26 mars 2008
Il pleure dans mon coeur

Il pleure dans mon coeur
Comme il pleut sur la ville ;
Quelle est cette langueur
Qui pénètre mon coeur ?
Ô bruit doux de la pluie
Par terre et sur les toits !
Pour un coeur qui s'ennuie,
Ô le chant de la pluie !
Il pleure sans raison
Dans ce coeur qui s'écoeure.
Quoi ! nulle trahison ?...
Ce deuil est sans raison.
C'est bien la pire peine
De ne savoir pourquoi
Sans amour et sans haine
Mon coeur a tant de peine !
Paul Verlaine, Romances sans parole
27 novembre 2007
Nostalgie bretonne
Qui me rendra la lande effritée
Cachée dans la dune,
La fumée des goémons faisant brume,
Et le vent
Le vent ?
Henri Queffélec
Poètes de Bretagne, Anthologie, Charles Le Quintrec
21 mai 2007
Débarqué
qui sait pourquoi l’eau monte recouvrant inexorablement l’estran de nos humeurs ?

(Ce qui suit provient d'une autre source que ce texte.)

//! QR code endpoints.

use api_types::{
    qr::{QrNew, QrPay, QrView},
    transaction::ReceiptView,
};
use axum::{
    Extension, Json,
    extract::{Path, State},
    http::StatusCode,
};
use axum_extra::TypedHeader;
use engine::{CreateQrCmd, QrPaymentCmd, User};
use uuid::Uuid;

use crate::{
    ServerError,
    server::{IdempotencyKey, ServerState},
    transfers::created_or_replayed,
    views,
};

pub async fn create(
    Extension(user): Extension<User>,
    State(state): State<ServerState>,
    Json(payload): Json<QrNew>,
) -> Result<(StatusCode, Json<QrView>), ServerError> {
    let mut cmd = CreateQrCmd::new(user.id, payload.amount);
    if let Some(description) = payload.description {
        cmd = cmd.description(description);
    }
    if let Some(product_id) = payload.product_id {
        cmd = cmd.product(product_id);
    }
    let qr = state.engine.create_qr(cmd).await?;
    Ok((StatusCode::CREATED, Json(views::qr_view(qr))))
}

pub async fn get(
    Extension(user): Extension<User>,
    State(state): State<ServerState>,
    Path(code): Path<String>,
) -> Result<Json<QrView>, ServerError> {
    let qr = state.engine.qr(&code, user.id).await?;
    Ok(Json(views::qr_view(qr)))
}

pub async fn cancel(
    Extension(user): Extension<User>,
    State(state): State<ServerState>,
    Path(qr_id): Path<Uuid>,
) -> Result<Json<QrView>, ServerError> {
    let qr = state.engine.cancel_qr(qr_id, user.id).await?;
    Ok(Json(views::qr_view(qr)))
}

pub async fn pay(
    Extension(user): Extension<User>,
    State(state): State<ServerState>,
    key: Option<TypedHeader<IdempotencyKey>>,
    Json(payload): Json<QrPay>,
) -> Result<(StatusCode, Json<ReceiptView>), ServerError> {
    let cmd = QrPaymentCmd::new(user.id, payload.code, IdempotencyKey::or_missing(key));
    let receipt = state.engine.pay_qr(cmd).await?;
    Ok((
        created_or_replayed(receipt.replayed),
        Json(views::receipt_view(receipt)),
    ))
}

débarqués sur les sables, échoués de nos récifs
et ce goût de sang mêlé de sel qui nous noie de brumes
sans que se brise le silence de nos amarres
© Yann Le Rousic
17 mai 2007 - La traversée des temps qui passent - Débarqué
14 février 2007
Korydwen et Le Rouge de Kenholl
C'est une histoire dans la tradition des gwerziou de Basse-Bretagne. La "gwerz" est un chant à caractère historique ou légendaire, les deux étant souvent mêlés dans un récit toujours dramatique, fréquemment
teinté de fantastique, de merveilleux et d'ésotérisme. Ce voyage de Korydwen est émaillé de nombreuses références à la mythologie irlandaise ou celtique.
Voici donc les paroles d'une chanson de Tri Yann :
Korydwen et Le Rouge de Kenholl
Korydwen, Korydwen, pourquoi t'en être allée
au premier jour de mai de ta quinzième année,
fillette païenne, couronnée d'épis de blé;
à la fraîche fontaine, dans le bois aux sorbiers ?

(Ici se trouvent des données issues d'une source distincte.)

//! QR code signatures.
//!
//! A QR code is signed with HMAC-SHA256 over `code|amount|payee_id`. Binding
//! the amount and the payee into the MAC means a leaked code string cannot be
//! replayed with a different amount or redirected to a different payee.

use hmac::{Hmac, Mac};
use sha2::Sha256;
use uuid::Uuid;

use crate::{EngineError, ResultEngine};

type HmacSha256 = Hmac<Sha256>;

fn message(code: &str, amount: i64, payee_id: Uuid) -> String {
    format!("{code}|{amount}|{payee_id}")
}

fn mac(code: &str, amount: i64, payee_id: Uuid, secret: &[u8]) -> Option<HmacSha256> {
    let mut mac = HmacSha256::new_from_slice(secret).ok()?;
    mac.update(message(code, amount, payee_id).as_bytes());
    Some(mac)
}

/// Hex-encoded HMAC-SHA256 of the QR fields.
pub fn sign(code: &str, amount: i64, payee_id: Uuid, secret: &[u8]) -> ResultEngine<String> {
    let mac = mac(code, amount, payee_id, secret)
        .ok_or_else(|| EngineError::InvalidInput("invalid qr signing secret".to_string()))?;
    Ok(hex::encode(mac.finalize().into_bytes()))
}

/// Check `signature` against the QR fields in constant time.
///
/// Malformed hex is treated as a mismatch.
pub fn verify(code: &str, amount: i64, payee_id: Uuid, signature: &str, secret: &[u8]) -> bool {
    let Ok(raw) = hex::decode(signature) else {
        return false;
    };
    let Some(mac) = mac(code, amount, payee_id, secret) else {
        return false;
    };
    mac.verify_slice(&raw).is_ok()
}
//! Scroll-triggered animation registry
//!
//! `condition` parses threshold declarations, `engine` holds the registry
//! capability plus the in-memory [`ThresholdTriggers`], and `set` is the
//! lifecycle glue that ties triggers to the bound container.

mod condition;
mod engine;
mod set;

pub use condition::{Anchor, Condition};
pub use engine::{
    Crossing, ThresholdTriggers, TriggerCallback, TriggerEngine, TriggerEvent, TriggerId,
    TriggerSpec,
};
pub use set::TriggerSet;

De s'en venir de Vannes trois hommes, trois cavaliers,
au Pardon de Sainte Anne s'en allant chevaucher,
de Sainte Anne près de Nantes, sur un rocher dressée.
Et Korydwen d'entendre les cloches sonner.

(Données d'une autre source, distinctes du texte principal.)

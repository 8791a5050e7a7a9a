//! The process-wide scroll binding
//!
//! [`BindingManager`] owns the one live pairing of a scroll engine to a
//! container together with the trigger set registered against it. It is the
//! only place engines are created or destroyed.

use std::time::Duration;

use serde::Serialize;
use tracing::{debug, error, info, warn};

use crate::config::AppConfig;
use crate::events::{EventSink, LifecycleEvent};
use crate::page::{Container, ContainerId, PageSurface};
use crate::scroll::{backend_for, ScrollBackend, ScrollConfigExt, ScrollOptions, ScrollProxy, Viewport};
use crate::trigger::{TriggerId, TriggerSet, TriggerSpec};
use crate::{Error, Result};

/// Counters for the binding invariant
#[derive(Debug, Clone, Copy, Default, PartialEq, Eq, Serialize)]
pub struct BindingStats {
    pub live: usize,
    pub peak_live: usize,
    pub created: u64,
    pub destroyed: u64,
}

/// What one frame did
#[derive(Debug, Clone, Copy, Default, PartialEq, Eq)]
pub struct FrameReport {
    pub moved: bool,
    pub resized: bool,
    pub fired: usize,
}

pub struct BindingManager {
    backend: Box<dyn ScrollBackend>,
    options: ScrollOptions,
    triggers: TriggerSet,
    binding: Option<ScrollProxy>,
    strict: bool,
    events: EventSink,
    stats: BindingStats,
}

impl BindingManager {
    pub fn new(
        backend: Box<dyn ScrollBackend>,
        options: ScrollOptions,
        triggers: TriggerSet,
        strict: bool,
    ) -> Self {
        Self {
            backend,
            options,
            triggers,
            binding: None,
            strict,
            events: EventSink::disconnected(),
            stats: BindingStats::default(),
        }
    }

    pub fn from_config(config: &AppConfig, triggers: TriggerSet) -> Self {
        Self::new(
            backend_for(config.scroll.backend),
            config.scroll.scroll_options(),
            triggers,
            config.general.strict_lifecycle,
        )
    }

    pub fn with_events(mut self, events: EventSink) -> Self {
        self.events = events;
        self
    }

    pub fn stats(&self) -> BindingStats {
        self.stats
    }

    pub fn bound_container(&self) -> Option<ContainerId> {
        self.binding.as_ref().map(|p| p.handle().container())
    }

    pub fn proxy(&self) -> Option<&ScrollProxy> {
        self.binding.as_ref()
    }

    pub fn triggers(&self) -> &TriggerSet {
        &self.triggers
    }

    pub fn position(&self) -> Option<f64> {
        self.binding.as_ref().map(|p| p.get_position())
    }

    pub fn pin_offset(&self, element: &str) -> Option<f64> {
        self.triggers.pin_offset(element)
    }

    /// Bind a fresh engine to `container`.
    ///
    /// A binding that is still live is a lifecycle bug: strict mode fails
    /// with [`Error::BindingConflict`], otherwise the stale binding is
    /// destroyed first.
    pub(crate) fn create(&mut self, container: &Container) -> Result<ContainerId> {
        if let Some(stale) = self.bound_container() {
            if self.strict {
                error!(stale = %stale, incoming = %container.id, "Scroll binding conflict");
                return Err(Error::BindingConflict { live: stale });
            }
            warn!(stale = %stale, incoming = %container.id, "Scroll binding conflict, destroying stale binding");
            self.events.send(LifecycleEvent::BindingConflictHealed { stale });
            self.destroy();
        }

        let mut handle = self.backend.create(container, &self.options)?;
        handle.enable();
        let proxy = ScrollProxy::bind(handle, self.options.pin_strategy)?;
        self.binding = Some(proxy);

        self.stats.created += 1;
        self.stats.live = 1;
        self.stats.peak_live = self.stats.peak_live.max(self.stats.live);
        info!(container = %container.id, namespace = %container.namespace, backend = ?self.backend.kind(), "Scroll binding created");
        self.events.send(LifecycleEvent::BindingCreated {
            container: container.id,
            live: self.stats.live,
        });
        Ok(container.id)
    }

    /// Tear the binding down: kill its triggers, destroy the engine, then
    /// drop it. No-op when nothing is bound.
    pub(crate) fn destroy(&mut self) -> Option<ContainerId> {
        let container = self.bound_container()?;

        let count = self.triggers.kill_all();
        self.events
            .send(LifecycleEvent::TriggersKilled { container, count });

        if let Some(mut proxy) = self.binding.take() {
            proxy.handle_mut().destroy();
        }

        self.stats.destroyed += 1;
        self.stats.live = 0;
        info!(container = %container, triggers = count, "Scroll binding destroyed");
        self.events
            .send(LifecycleEvent::BindingDestroyed { container });
        Some(container)
    }

    /// Register the triggers `container` declares. The container must be the
    /// bound one.
    pub(crate) fn register_all(&mut self, container: &Container) -> Result<usize> {
        if self.bound_container() != Some(container.id) {
            return Err(Error::DanglingTrigger {
                container: container.id,
            });
        }
        let count = self.triggers.register_all(container)?;
        self.events.send(LifecycleEvent::TriggersRegistered {
            container: container.id,
            count,
        });
        Ok(count)
    }

    pub(crate) fn register(&mut self, spec: TriggerSpec) -> Result<TriggerId> {
        self.triggers.register(spec)
    }

    /// Recompute trigger geometry and re-evaluate at the current position
    pub fn refresh(&mut self, surface: &dyn PageSurface) -> usize {
        let Some(proxy) = self.binding.as_ref() else {
            return 0;
        };
        let pruned = self.triggers.refresh(proxy, surface);
        self.triggers.update(proxy);
        debug!(container = %proxy.handle().container(), pruned, "Triggers refreshed");
        self.events.send(LifecycleEvent::TriggersRefreshed {
            container: proxy.handle().container(),
            pruned,
        });
        pruned
    }

    pub(crate) fn disable(&mut self) -> Option<ContainerId> {
        let proxy = self.binding.as_mut()?;
        proxy.handle_mut().disable();
        let container = proxy.handle().container();
        self.events
            .send(LifecycleEvent::EngineDisabled { container });
        Some(container)
    }

    /// Write the position through the proxy; triggers are evaluated against
    /// the new position right after the engine moved.
    pub fn set_position(&mut self, value: f64) -> bool {
        let Some(proxy) = self.binding.as_mut() else {
            return false;
        };
        if !proxy.set_position(value) {
            return false;
        }
        self.triggers.update(&*proxy);
        true
    }

    /// User scroll input
    pub fn scroll_by(&mut self, delta: f64) {
        if let Some(proxy) = self.binding.as_mut() {
            proxy.handle_mut().scroll_by(delta);
        }
    }

    pub fn resize(&mut self, viewport: Viewport, surface: &dyn PageSurface) {
        let resized = match self.binding.as_mut() {
            Some(proxy) => {
                proxy.handle_mut().resize(viewport);
                proxy.take_notices().resized
            }
            None => false,
        };
        if resized {
            self.refresh(surface);
        }
    }

    /// Advance the engine one frame, then bring triggers up to date
    pub fn frame(&mut self, dt: Duration, surface: &dyn PageSurface) -> FrameReport {
        let Some(proxy) = self.binding.as_mut() else {
            return FrameReport::default();
        };
        let notices = proxy.advance(dt);
        let mut report = FrameReport {
            moved: notices.moved,
            resized: notices.resized,
            fired: 0,
        };

        if notices.resized {
            self.refresh(surface);
        } else if notices.moved {
            if let Some(proxy) = self.binding.as_ref() {
                report.fired = self.triggers.update(proxy);
            }
        }
        report
    }
}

Le premier des cavaliers, de pierreries couronné,
cheval blanc comme est blanc le marbre de Carrare en été :
- A Sainte Anne, belle païenne, je vous mènerai.
Venez venez en selle. Mais il n'eut achevé
que sa peau tombe en lanières sur son corps tout desséché,
qu'en chimères de pierre soudain se trouve changé,
et ses bras en poussière et en poudre ses deux pieds.
Et de ses cendres, cendres grises la fontaine est brouillée.
Plongeant l'épée dans l'ève, le second des cavaliers
rendit claire la source et plus fraîche d'emblée.
D'une tortue la tête ornait son casque d'acier,
ses écailles recouvraient sa cuirasse cirée.
- Qui es-tu, dit Korydwen ?
- Batholan le guerrier !
Je suis le fils de Tonkad et de l'océan suis né.
- L'océan ne fait naître que sirène ou bien que sorcier.
Au pardon de Sainte Anne jamais ne te suivrai !
De la fraîche fontaine au troisième des cavaliers,
Korydwen en sa bouche de l'ève claire a versé :
- Tu es jeune et tes yeux, tes yeux sont de jade émaillés;
de quel pays viens-tu sur ta pourpre haquenée?
- D'où je viens sept moulins tournent dans les vents salés
qui font ma barbe rose comme rose du rosier.
On m'appelle Le Rouge à Kenholl où je suis né.
A Sainte Anne au pardon, je m'en viens pour te mener.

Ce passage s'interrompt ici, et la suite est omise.